Snowflake Task DAG (ADR-046 §1)

Task Schedule Owns Notes
METERING.T_REFRESH_SNOWFLAKE_CREDIT_DAILY USING CRON 0 */4 * * * UTC snowflake_credit_daily refresh Pass 5. Mirrors the dbt model body (CTAS from ACCOUNT_USAGE). Replaces the legacy mod-098-snowflake-credit-fetcher Lambda's 4-hour cron. Body duplicates the dbt model SQL for now — pass-6 candidate is to deduplicate via stored procedure or Snowpark Container Services running dbt.

The other Lambdas (cost-explorer-fetcher, unattributed-monitor) keep their CloudWatch crons — both are explicitly justified by ADR-046 §6 (external API reader, alert publisher).
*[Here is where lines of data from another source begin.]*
/// Assemble the pipeline for a hosted media stream and start the outbound
/// pump. Returns the conversation, the pump task and the recognizer events.
async fn wire_media_stream(
    engine: &Arc<CallEngine>,
    call_id: &str,
    agent_id: &str,
    stream_sid: &str,
    frame_tx: mpsc::Sender<String>,
) -> Result<
    (
        Arc<Conversation>,
        tokio::task::JoinHandle<()>,
        mpsc::Receiver<SttEvent>,
    ),
    EngineError,
> {
    let agent_cfg = engine
        .agent_config(agent_id)
        .await
        .ok_or_else(|| EngineError::UnknownAgent(agent_id.to_string()))?;
    let agent_cfg = engine.apply_defaults(agent_cfg);
    agent_cfg.validate()?;

    engine
        .store
        .create(CallRecord::new(
            call_id.to_string(),
            agent_id.to_string(),
            String::new(),
        ))
        .await;
    engine
        .store
        .update_status(call_id, CallStatus::InProgress)
        .await;

    let (stt_tx, stt_rx) = mpsc::channel(64);
    let recognizer = engine
        .pipeline
        .recognizer(&agent_cfg.transcriber, stt_tx)
        .await?;

    let (audio_tx, mut audio_rx) = mpsc::channel::<Bytes>(256);
    let (event_tx, mut event_rx) = mpsc::channel(256);

    let conversation = Conversation::new(
        agent_cfg,
        recognizer,
        engine.pipeline.chat_backend(),
        engine.pipeline.synthesizer(),
        audio_tx,
        event_tx,
    );

    engine
        .sink
        .start(
            call_id,
            RecordingMeta {
                agent_id: agent_id.to_string(),
                customer_number: String::new(),
            },
        )
        .await;

    // agent leg: synthesized audio -> base64 media frames + recording
    let outbound = {
        let sink = engine.sink.clone();
        let call_id = call_id.to_string();
        let stream_sid = stream_sid.to_string();
        tokio::spawn(async move {
            while let Some(chunk) = audio_rx.recv().await {
                sink.add_chunk(&call_id, &chunk, Direction::Agent).await;
                let frame = encode_media_frame(&stream_sid, &chunk);
                if frame_tx.send(frame).await.is_err() {
                    break;
                }
            }
        })
    };

    // lifecycle persistence
    {
        let engine = engine.clone();
        let call_id = call_id.to_string();
        tokio::spawn(async move {
            while let Some(event) = event_rx.recv().await {
                match event {
                    SessionEvent::Started => {}
                    SessionEvent::Transcript(entry) => {
                        engine.store.append_transcript(&call_id, entry).await;
                    }
                    SessionEvent::Ended { reason } => {
                        engine.finish_call(&call_id, reason).await;
                        break;
                    }
                }
            }
        });
    }

    let session = Arc::new(CallSession {
        call_id: call_id.to_string(),
        conversation: conversation.clone(),
    });
    engine
        .sessions
        .write()
        .await
        .insert(call_id.to_string(), session);

    Ok((conversation, outbound, stt_rx))
}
Out of scope (explicit non-goals)

  • The rate card data itself — managed by ops via approved rate-change process; MOD-098 only owns the schema.
  • BILLING.TENANT_MODULES / TENANT_TIERS data — populated by onboarding flow (out of scope here); schemas declared so MOD-098 has stable joins.
  • Invoice generation and PDF rendering — future MOD-099 in another repo.
  • AWS resource tagging compliance — MOD-104 GOV-005 enforces tagging at synthesis time. MOD-098 surfaces breaches via unattributed_costs.
  • NZ public-holiday awareness for billing periods — periods are calendar months.

Open items at handoff

  1. MOD-097 SSM contract for metering.usage_events — MOD-097 lives in bank-platform and writes metering.usage_events. Its design doc doesn't publish a per-table SSM. MOD-098 hard-codes METERING.USAGE_EVENTS in DCM SQL — confirm name with MOD-097 before first Snowflake apply.
  2. MOD-097 external API cost contractMOD-098.md says "Pulled by MOD-097's external cost Lambda and available in metering.external_api_costs" but MOD-097's design doc has no such Lambda. MOD-098 declares the schema as a stub. Either (a) MOD-097 adds the Lambda or (b) MOD-098 absorbs the responsibility in a follow-on iteration.
  3. billing.* schema ownership — MOD-098 currently provisions BILLING.TENANT_MODULES and BILLING.TENANT_TIERS. These may move to a future MOD-099 (billing/onboarding) when that module ships. Captured in handoff.
  4. AWS Cost Explorer dimensions — current implementation groups by SERVICE and tag tenant_id. Per FR-393 module_id should also be grouped — Cost Explorer's GroupBy is limited to two dimensions, so module_id is captured via tag filter on subsequent passes (not yet implemented). Flagged for follow-up.